※本稿は、田村建二『2冊のだいすきノート』(光文社)の一部を再編集したものです。
痛みで体をまっすぐ伸ばせない
みどりさんの痛みは続いていた。
入院中に注射だった痛み止めのモルヒネは、自宅で過ごすのに合わせ、のむタイプへと変わっていた。

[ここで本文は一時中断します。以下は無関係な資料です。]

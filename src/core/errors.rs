use std::num::ParseIntError;
use std::sync::mpsc::RecvError;
use std::{error, fmt, io};

/// Errors surfaced through `Result` rather than the log-and-drop policy the
/// callback paths use. Broker-originated failures never travel this way; they
/// are reported through the `Wrapper` callbacks or as `false`/0 returns.
#[derive(Debug)]
pub enum CtpCoreError {
    /// Contract registry violation: duplicate contract, bad multiplier, ...
    Table(String),
    /// A numeric wire field failed to parse (OrderRef, AccountID, ...).
    ParseInt(ParseIntError),
    Io(io::Error),
    /// An event channel closed with its producer gone.
    Recv(RecvError),
}

impl fmt::Display for CtpCoreError {
    fn fmt(&self, f: &mut fmt::Formatter) -> fmt::Result {
        match self {
            CtpCoreError::Table(ref msg) => write!(f, "contract table error: {}", msg),
            CtpCoreError::ParseInt(ref err) => write!(f, "wire field parse error: {}", err),
            CtpCoreError::Io(ref err) => write!(f, "IO error: {}", err),
            CtpCoreError::Recv(ref err) => write!(f, "receive error: {}", err),
        }
    }
}

impl error::Error for CtpCoreError {
    fn cause(&self) -> Option<&dyn error::Error> {
        match self {
            CtpCoreError::Table(_) => None,
            CtpCoreError::ParseInt(ref err) => Some(err),
            CtpCoreError::Io(ref err) => Some(err),
            CtpCoreError::Recv(ref err) => Some(err),
        }
    }
}

impl From<ParseIntError> for CtpCoreError {
    fn from(err: ParseIntError) -> CtpCoreError {
        CtpCoreError::ParseInt(err)
    }
}

impl From<io::Error> for CtpCoreError {
    fn from(err: io::Error) -> CtpCoreError {
        CtpCoreError::Io(err)
    }
}

impl From<RecvError> for CtpCoreError {
    fn from(err: RecvError) -> CtpCoreError {
        CtpCoreError::Recv(err)
    }
}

それでも腰や背中などへの痛みは残り、眠るときはベッドに横になって体をまっすぐに伸ばすことができなかった。みどりさんは可動式のベッドを少し起こし、ベッド上に片側の肩を乗せ、ひざを曲げて、少しでも痛みが避けられるような姿勢をとった。コンコンとした、乾いたセキも続いていた。
ディズニーリゾートへ行く前日の11月14日、退院して最初の外来通院があった。こうめいさんのクルマで朝6時半ごろ家を出て、慶應義塾大学病院に向かった。
病院棟3階にある腫瘍センターで、主治医の浜本康夫さんがみどりさんを診察した。みどりさんはセキが続き、おなかに水がたまっているようだった。どちらも、胃から転移したがん細胞が抑えられていないことが原因とみられた。
浜本さんは、腫瘍マーカーなどの血液データも勘案し、やはり抗がん剤はさほど効いていないようだと判断した。
治療を受けてよくなりたい
このまま少し様子をみるという選択肢もあったが、そうするうちに状態が急激に悪化し、生命に危険が及ぶ心配もあった。
「抗がん剤を変えましょう。すぐに、きょうから」
状態によって抗がん剤を変更することは、前回の説明でも伝えていたことだった。みどりさんたちにとっても驚きはなかった。
これまでと同じ点滴だが、今回の薬は髪の毛が抜けてしまう副作用があった。浜本さんが改めて説明すると、みどりさんは「がんばります」と答えた。
みどりさんにとって、脱毛はもちろん、つらい副作用ではあった。
ただ、看護師の近藤咲子さんや、こうめいさんたち家族からみても、脱毛そのものへの不安は、さほど大きいようには見えなかった。
患者の中には、脱毛を避けたいために、抗がん剤自体を拒むケースもある。だが、みどりさんの場合は、「治療を受けて、よくなりたい」という気持ちが上回っていた。